The ENT survey finds that the average premium placed on ERP systems developers or managers is more than 9 percent. MCSE certification is worth another 7.5 percent on the average, with e-commerce skills upping a salary an additional 7.4 percent. Employers are also willing to pay more than 6 percent above average for data warehousing development skills. Year 2000 work fetches premiums of close to 5 percent above the average as well.
At this point, however, Y2K is a wild card. Analysts are divided on its continued impact on salaries. Year 2000 issues continue to drain resources, Schafer finds, but with the bulk of Year 2000 work completed, there has been some relief in the overheated IT job market, Pollard says. With less Year 2000 work there has been more "softness in the marketplace, with a bit of a supply that we haven't seen for more than three years," he observes.
As a result, the torrid growth of IT salary levels over the last few years has flattened, Pollard says. The ENT survey confirms a slowdown in the salary growth of analysts and programmers, except at sites with cutting- edge initiatives, such as e-commerce, ERP and data warehousing. Also, network administrator salary levels have grown in the double-digit range, reflecting a growing reliance on network infrastructure by all segments of business. Database administrator and management-level salaries also continue on an upward path.
The bonuses at companies employed in e-commerce initiatives are alluring. An IT manager can command a base salary of up to $82,000 at the high end, which jumps to $87,000 at companies with e-commerce projects.

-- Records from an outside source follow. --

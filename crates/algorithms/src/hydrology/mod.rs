//! Hydrological analysis on D8 flow networks
//!
//! - D8 encodings: sequential, Esri, Whitebox and LDD direction codes
//! - Flow network: flow directions plus optional basin, upstream area and
//!   stream order layers on one grid
//! - Basins: upstream floods, downstream traces, basin labelling
//! - Stream order and stream network extraction
//! - Basin geometry: basin, sub-basin and interbasin delineation

mod basin_geometry;
mod basin_index;
mod basins;
mod d8;
mod flow_network;
mod stream_network;
mod stream_order;

pub use basin_geometry::{
    get_basin_geometry, nearest_cell, region_cells, BasinGeometry, BasinKind, BasinRequest,
    BasinResolver, SelectionCriterion,
};
pub use basin_index::{BasinIndex, FeatureBasinIndex};
pub use basins::{
    basin_labels, flood_pieces, flood_upstream, label_basins, terminal_outlet, trace_downstream,
    LabelBasins,
};
pub use d8::{opposite, D8Encoding, FlowCode, D8_OFFSETS};
pub use flow_network::{FlowNetwork, LayerNames};
pub use stream_network::{stream_network, StreamCriteria, StreamNetworkParams};
pub use stream_order::{strahler_order, StrahlerOrder};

Add the average bonus of 12 percent for an IT manager at an e-commerce company - compared with 7 percent overall - and annual compensation jumps to more than $97,000 a year. Likewise, systems analysts at e-commerce sites have a median salary of $58,500, or about 10 percent higher than the average. With a 9 percent average bonus - compared with 6 percent in general - total compensation climbs to almost $64,000 annually. Senior programmer/analysts at e-commerce sites enjoy a median salary of $56,000 - a 12 percent premium over the average of all categories - along with an 8 percent bonus.

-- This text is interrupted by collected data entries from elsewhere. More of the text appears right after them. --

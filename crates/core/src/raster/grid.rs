//! Georeferenced grids

use crate::crs::CRS;
use crate::error::{Error, Result};
use crate::raster::{GeoTransform, RasterElement, Window};
use crate::vector::BoundingBox;
use ndarray::Array2;

/// A georeferenced grid of `T` cells.
///
/// Flow-network layers are all `Raster`s sharing one grid; alignment is
/// checked with [`Raster::same_grid`].
///
/// # Example
///
/// ```ignore
/// use basinmask_core::Raster;
///
/// let mut flowdir: Raster<u8> = Raster::filled(3, 4, 1);
/// flowdir.set(1, 3, 0)?;
/// assert_eq!(flowdir.get(1, 3)?, 0);
/// ```
#[derive(Debug, Clone)]
pub struct Raster<T: RasterElement> {
    /// Cells indexed (row, col)
    data: Array2<T>,
    transform: GeoTransform,
    crs: Option<CRS>,
    nodata: Option<T>,
}

impl<T: RasterElement> Raster<T> {
    /// Zero-filled raster on the default transform
    pub fn new(rows: usize, cols: usize) -> Self {
        Self::from_array(Array2::zeros((rows, cols)))
    }

    pub fn filled(rows: usize, cols: usize, value: T) -> Self {
        Self::from_array(Array2::from_elem((rows, cols), value))
    }

    /// Raster from row-major cells; fails if the length is not `rows * cols`
    pub fn from_vec(data: Vec<T>, rows: usize, cols: usize) -> Result<Self> {
        if data.len() != rows * cols {
            return Err(Error::InvalidDimensions {
                width: cols,
                height: rows,
            });
        }

        let array = Array2::from_shape_vec((rows, cols), data)
            .map_err(|e| Error::Other(e.to_string()))?;

        Ok(Self::from_array(array))
    }

    pub fn from_array(data: Array2<T>) -> Self {
        Self {
            data,
            transform: GeoTransform::default(),
            crs: None,
            nodata: None,
        }
    }

    pub fn with_transform(mut self, transform: GeoTransform) -> Self {
        self.transform = transform;
        self
    }

    pub fn with_crs(mut self, crs: Option<CRS>) -> Self {
        self.crs = crs;
        self
    }

    pub fn with_nodata(mut self, nodata: Option<T>) -> Self {
        self.nodata = nodata;
        self
    }

    /// A raster on the same grid holding `data` (must match the shape)
    pub fn with_same_meta_from_vec<U: RasterElement>(&self, data: Vec<U>) -> Result<Raster<U>> {
        let (rows, cols) = self.shape();
        Ok(Raster::from_vec(data, rows, cols)?
            .with_transform(self.transform)
            .with_crs(self.crs.clone()))
    }

    /// Cast every cell to another element type.
    ///
    /// Nodata cells, and values that do not fit `U`, become `nodata`.
    pub fn cast<U: RasterElement>(&self, nodata: U) -> Raster<U> {
        let data = self.data.mapv(|v| {
            if self.is_nodata(v) {
                return nodata;
            }
            v.to_f64().and_then(U::from_f64).unwrap_or(nodata)
        });
        Raster {
            data,
            transform: self.transform,
            crs: self.crs.clone(),
            nodata: Some(nodata),
        }
    }

    // Dimensions

    pub fn rows(&self) -> usize {
        self.data.nrows()
    }

    pub fn cols(&self) -> usize {
        self.data.ncols()
    }

    /// (rows, cols)
    pub fn shape(&self) -> (usize, usize) {
        self.data.dim()
    }

    pub fn len(&self) -> usize {
        self.data.len()
    }

    pub fn is_empty(&self) -> bool {
        self.data.is_empty()
    }

    /// Same shape and (numerically) the same transform
    pub fn same_grid<U: RasterElement>(&self, other: &Raster<U>) -> bool {
        let (a, b) = (self.transform, *other.transform());
        self.shape() == other.shape()
            && [
                (a.origin_x, b.origin_x),
                (a.origin_y, b.origin_y),
                (a.pixel_width, b.pixel_width),
                (a.pixel_height, b.pixel_height),
            ]
            .iter()
            .all(|(p, q)| (p - q).abs() <= 1e-9 * p.abs().max(q.abs()).max(1.0))
    }

    // Data access

    /// Checked cell read
    pub fn get(&self, row: usize, col: usize) -> Result<T> {
        self.data
            .get((row, col))
            .copied()
            .ok_or(Error::IndexOutOfBounds {
                row,
                col,
                rows: self.rows(),
                cols: self.cols(),
            })
    }

    /// Cell read without bounds checks
    ///
    /// # Safety
    /// `row < rows()` and `col < cols()`
    pub unsafe fn get_unchecked(&self, row: usize, col: usize) -> T {
        unsafe { *self.data.uget((row, col)) }
    }

    pub fn set(&mut self, row: usize, col: usize, value: T) -> Result<()> {
        if row >= self.rows() || col >= self.cols() {
            return Err(Error::IndexOutOfBounds {
                row,
                col,
                rows: self.rows(),
                cols: self.cols(),
            });
        }
        self.data[(row, col)] = value;
        Ok(())
    }

    pub fn data(&self) -> &Array2<T> {
        &self.data
    }

    // Metadata

    pub fn transform(&self) -> &GeoTransform {
        &self.transform
    }

    pub fn set_transform(&mut self, transform: GeoTransform) {
        self.transform = transform;
    }

    pub fn crs(&self) -> Option<&CRS> {
        self.crs.as_ref()
    }

    pub fn set_crs(&mut self, crs: Option<CRS>) {
        self.crs = crs;
    }

    pub fn nodata(&self) -> Option<T> {
        self.nodata
    }

    pub fn set_nodata(&mut self, nodata: Option<T>) {
        self.nodata = nodata;
    }

    /// Cell width in map units
    pub fn cell_size(&self) -> f64 {
        self.transform.cell_size()
    }

    /// Outer extent of all cells
    pub fn bounds(&self) -> BoundingBox {
        self.transform.bounds(self.cols(), self.rows())
    }

    // Coordinates

    /// Cell center in map coordinates
    pub fn pixel_to_geo(&self, col: usize, row: usize) -> (f64, f64) {
        self.transform.pixel_to_geo(col, row)
    }

    /// The (row, col) of the cell containing (x, y), if any
    pub fn cell_at(&self, x: f64, y: f64) -> Option<(usize, usize)> {
        self.transform.cell_at(x, y, self.rows(), self.cols())
    }

    /// Window of cells whose centers fall inside `bbox`
    pub fn window_for(&self, bbox: &BoundingBox) -> Option<Window> {
        self.transform.window_for(bbox, self.rows(), self.cols())
    }

    // Nodata

    pub fn is_nodata(&self, value: T) -> bool {
        value.is_nodata(self.nodata)
    }

    /// Number of cells holding data
    pub fn valid_count(&self) -> usize {
        self.data.iter().filter(|&&v| !self.is_nodata(v)).count()
    }
}

#[cfg(test)]
mod tests {
    use super::*;

    #[test]
    fn test_raster_creation() {
        let raster: Raster<f32> = Raster::new(100, 200);
        assert_eq!(raster.rows(), 100);
        assert_eq!(raster.cols(), 200);
        assert_eq!(raster.shape(), (100, 200));
    }

    #[test]
    fn test_raster_access() {
        let mut raster: Raster<u32> = Raster::new(10, 10);
        raster.set(5, 5, 42).unwrap();
        assert_eq!(raster.get(5, 5).unwrap(), 42);
        assert!(raster.get(10, 0).is_err());
    }

    #[test]
    fn test_cast_maps_nodata() {
        let r = Raster::from_vec(vec![1.0, f64::NAN, 300.0, 4.0], 2, 2).unwrap();
        let c: Raster<u8> = r.cast(255);
        assert_eq!(c.get(0, 0).unwrap(), 1);
        assert_eq!(c.get(0, 1).unwrap(), 255);
        assert_eq!(c.get(1, 0).unwrap(), 255);
        assert_eq!(c.nodata(), Some(255));
        assert_eq!(c.valid_count(), 2);
    }

    #[test]
    fn test_same_grid() {
        let gt = GeoTransform::new(10.0, 50.0, 0.25, -0.25);
        let a: Raster<u8> = Raster::new(4, 4).with_transform(gt);
        let b: Raster<f64> = Raster::new(4, 4).with_transform(gt);
        let c: Raster<f64> = Raster::new(4, 4);
        assert!(a.same_grid(&b));
        assert!(!a.same_grid(&c));
    }
}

"Everything around e-business is exploding - Java and HTML on the front- end, Oracle on the back-end," Pollard says. The ENT survey finds that developers working in Java environments are seeing increased compensation. These professionals report average bonuses of about 10 percent, with salary ranges peaking at $75,000 at the high end.
Developers in Oracle environments also fared well, with annual base salaries as high as $67,000 - well above the norm. Overall bonuses for programmers and programmer/analysts averaged between 5 percent and 7 percent.
The e-commerce explosion is consuming talent that may be finished with Y2K projects, Pollard adds. "I don't think there's a major metropolitan area in America that is not going through extreme growth with IT," he says. "Because IT is so pervasive. Every major Fortune 1,000 company is a major player with IT."
Fueling the demand is the fact that "there aren't a lot of e-commerce packages available," Metagroup's Schafer adds. "Developing these applications requires talent, and there's just not enough out there. Companies still need to develop these systems themselves. That requires talent that's now in short supply." Expertise in data warehousing and mining are also drawing top dollar, says Marty Aronow, executive vice president of U.S. operations at IMI Systems Inc. (www.imisys.com), an IT consulting firm. Larger salaries and bonuses are going to IT professionals who help companies develop "a customer-centric focus around the Internet," Aronow says. "Amassing customer information and being able to access that information is going to be critical for growing a business in the new millennium."